The BANK OF ZAMBIA, acting as fiscal agent, will help operationalize the program, and the policy will be reviewed every three years so it remains aligned with changing market conditions and national priorities.
For citizens, the key message is this: Zambia is working to build a domestic debt market that is more orderly, more credible, and more useful to the wider economy. This is not a policy for speculation. It is a policy for structure. It is not about borrowing for the sake of borrowing. It is about managing domestic debt better, supporting financial market development, and laying a firmer foundation for stability, investment, and long-term economic transformation.
The real value of this policy will be seen not in headlines alone, but in whether it helps Zambia build a financial system that serves the national interest more effectively, more transparently, and more sustainably.
Download A Copy Of The 2026 Benchmark Bond Policy, Here: https://www.mofnp.gov.zm/?wpdmpro=2026-benchmark-bond-policy
© Ministry of Finance and National Planning, 2026.
***DEFINITION OF A DOMESTIC BOND MARKET***
The domestic bond market is the part of a country’s financial system where Government, companies, or other approved institutions borrow money from investors within the country, usually in the local currency.
In Zambia’s case, it mainly refers to the market where the Government issues Kwacha-denominated securities, such as Treasury bills and Government bonds, and where banks, pension funds, insurance firms, asset managers, and other investors buy and trade them. Put simply, it is a local borrowing market.

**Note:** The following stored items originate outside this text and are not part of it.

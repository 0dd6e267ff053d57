//! Venue-agnostic collaborator traits used by the selection and risk layers.

use async_trait::async_trait;
use rampart_core::{IndicatorValues, MarketSnapshot, Price, VolatilityFeatures};
use serde::de::DeserializeOwned;
use thiserror::Error;

pub mod failover;

pub use failover::FailoverProvider;

/// Convenience alias for provider results.
pub type ProviderResult<T> = Result<T, ProviderError>;

/// Common error type returned by snapshot provider implementations.
#[derive(Debug, Error)]
pub enum ProviderError {
    /// Represents transport-level failures (network, connection resets, etc.).
    #[error("transport error: {0}")]
    Transport(String),
    /// The request did not complete within the provider's own deadline.
    #[error("request timed out: {0}")]
    Timeout(String),
    /// The venue asked the caller to slow down.
    #[error("rate limited: {0}")]
    RateLimited(String),
    /// Returned when authentication fails or credentials are missing.
    #[error("authentication failed: {0}")]
    Authentication(String),
    /// Returned when the request parameters are invalid for the target venue.
    #[error("invalid request: {0}")]
    InvalidRequest(String),
    /// Wraps serialization or parsing errors.
    #[error("serialization error: {0}")]
    Serialization(String),
    /// Venue responded with a business error (maintenance, unknown market).
    #[error("exchange error: {0}")]
    Exchange(String),
    /// A catch-all branch for other issues.
    #[error("unexpected error: {0}")]
    Other(String),
}

impl ProviderError {
    /// Helper used by providers when mapping any error type into a provider error.
    pub fn from_display(err: impl std::fmt::Display, kind: ProviderErrorKind) -> Self {
        let message = err.to_string();
        match kind {
            ProviderErrorKind::Transport => Self::Transport(message),
            ProviderErrorKind::Timeout => Self::Timeout(message),
            ProviderErrorKind::RateLimited => Self::RateLimited(message),
            ProviderErrorKind::Authentication => Self::Authentication(message),
            ProviderErrorKind::InvalidRequest => Self::InvalidRequest(message),
            ProviderErrorKind::Serialization => Self::Serialization(message),
            ProviderErrorKind::Exchange => Self::Exchange(message),
            ProviderErrorKind::Other => Self::Other(message),
        }
    }

    #[must_use]
    pub fn kind(&self) -> ProviderErrorKind {
        match self {
            Self::Transport(_) => ProviderErrorKind::Transport,
            Self::Timeout(_) => ProviderErrorKind::Timeout,
            Self::RateLimited(_) => ProviderErrorKind::RateLimited,
            Self::Authentication(_) => ProviderErrorKind::Authentication,
            Self::InvalidRequest(_) => ProviderErrorKind::InvalidRequest,
            Self::Serialization(_) => ProviderErrorKind::Serialization,
            Self::Exchange(_) => ProviderErrorKind::Exchange,
            Self::Other(_) => ProviderErrorKind::Other,
        }
    }

    /// Whether retrying the same request later may succeed.
    #[must_use]
    pub fn is_transient(&self) -> bool {
        self.kind().is_transient()
    }
}

/// Enumerates the broad families of provider errors.
#[derive(Debug, Clone, Copy, Eq, PartialEq)]
pub enum ProviderErrorKind {
    Transport,
    Timeout,
    RateLimited,
    Authentication,
    InvalidRequest,
    Serialization,
    Exchange,
    Other,
}

impl ProviderErrorKind {
    #[must_use]
    pub fn is_transient(self) -> bool {
        matches!(
            self,
            Self::Transport | Self::Timeout | Self::RateLimited | Self::Exchange
        )
    }
}

/// Source of raw market observations for one quote currency.
#[async_trait]
pub trait MarketSnapshotProvider: Send + Sync {
    /// Human-friendly name of the provider used for logging purposes.
    fn name(&self) -> &str;

    /// Fetch every market quoted in `quote_currency`.
    async fn fetch(&self, quote_currency: &str) -> ProviderResult<Vec<MarketSnapshot>>;
}

/// Technical indicator and volatility oracle.
///
/// Implementations are pure functions of their inputs and return `None` when the series is too
/// short or the result is not finite.
pub trait SignalProvider: Send + Sync {
    /// RSI and MACD/signal for a close series, oldest first.
    fn indicators(&self, closes: &[Price]) -> Option<IndicatorValues>;

    /// Forecast volatility on the 0-100 scale consumed by the risk tiers.
    fn forecast_volatility(&self, features: &VolatilityFeatures) -> Option<f64>;

    /// Relative Bollinger band width, used to assemble [`VolatilityFeatures`].
    fn bollinger_width(&self, _closes: &[Price]) -> Option<f64> {
        None
    }
}

/// Helper trait used by providers to deserialize venue payloads.
pub trait PayloadExt: Sized {
    /// Deserialize JSON bytes into a strongly typed payload.
    fn from_json_bytes(bytes: &[u8]) -> ProviderResult<Self>
    where
        Self: DeserializeOwned,
    {
        serde_json::from_slice(bytes).map_err(|err| {
            ProviderError::Serialization(format!("failed to deserialize payload: {err}"))
        })
    }
}

impl<T> PayloadExt for T where T: DeserializeOwned {}

#[cfg(test)]
mod tests {
    use super::*;

    #[test]
    fn network_failures_are_transient() {
        assert!(ProviderError::Transport("reset".into()).is_transient());
        assert!(ProviderError::Timeout("slow".into()).is_transient());
        assert!(ProviderError::RateLimited("429".into()).is_transient());
        assert!(!ProviderError::Authentication("bad key".into()).is_transient());
        assert!(!ProviderError::InvalidRequest("unknown quote".into()).is_transient());
    }

    #[test]
    fn from_display_preserves_kind() {
        let err = ProviderError::from_display("boom", ProviderErrorKind::RateLimited);
        assert_eq!(err.kind(), ProviderErrorKind::RateLimited);
        assert_eq!(err.to_string(), "rate limited: boom");
    }

    #[test]
    fn payload_ext_reports_serialization_errors() {
        let snapshots = Vec::<MarketSnapshot>::from_json_bytes(br#"[{"symbol":"BTC/EUR"}]"#)
            .unwrap();
        assert_eq!(snapshots[0].symbol, "BTC/EUR");
        let err = Vec::<MarketSnapshot>::from_json_bytes(b"{").unwrap_err();
        assert_eq!(err.kind(), ProviderErrorKind::Serialization);
    }
}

HERE IS A PRACTICAL MEANING: When the Government needs financing, it does not always borrow from outside the country. It can also raise money inside Zambia by issuing bonds to investors in the local market. Those investors lend money to the Government, and the Government agrees to repay them with interest over time. The system through which those bonds are issued, bought, sold, and traded is the domestic bond market.
It usually has two parts. The primary market is where the bond is first issued by the Government and bought by investors. The secondary market is where those investors later sell the bond to other investors before it matures.
WHY IT MATTERS: A well-functioning domestic bond market helps the Government finance itself more predictably, gives investors safer long-term investment options, helps establish local interest-rate benchmarks, and supports broader economic stability.
In conclusion, the domestic bond market is the local market where Government and other institutions raise money by issuing bonds to investors, usually in the country’s own currency.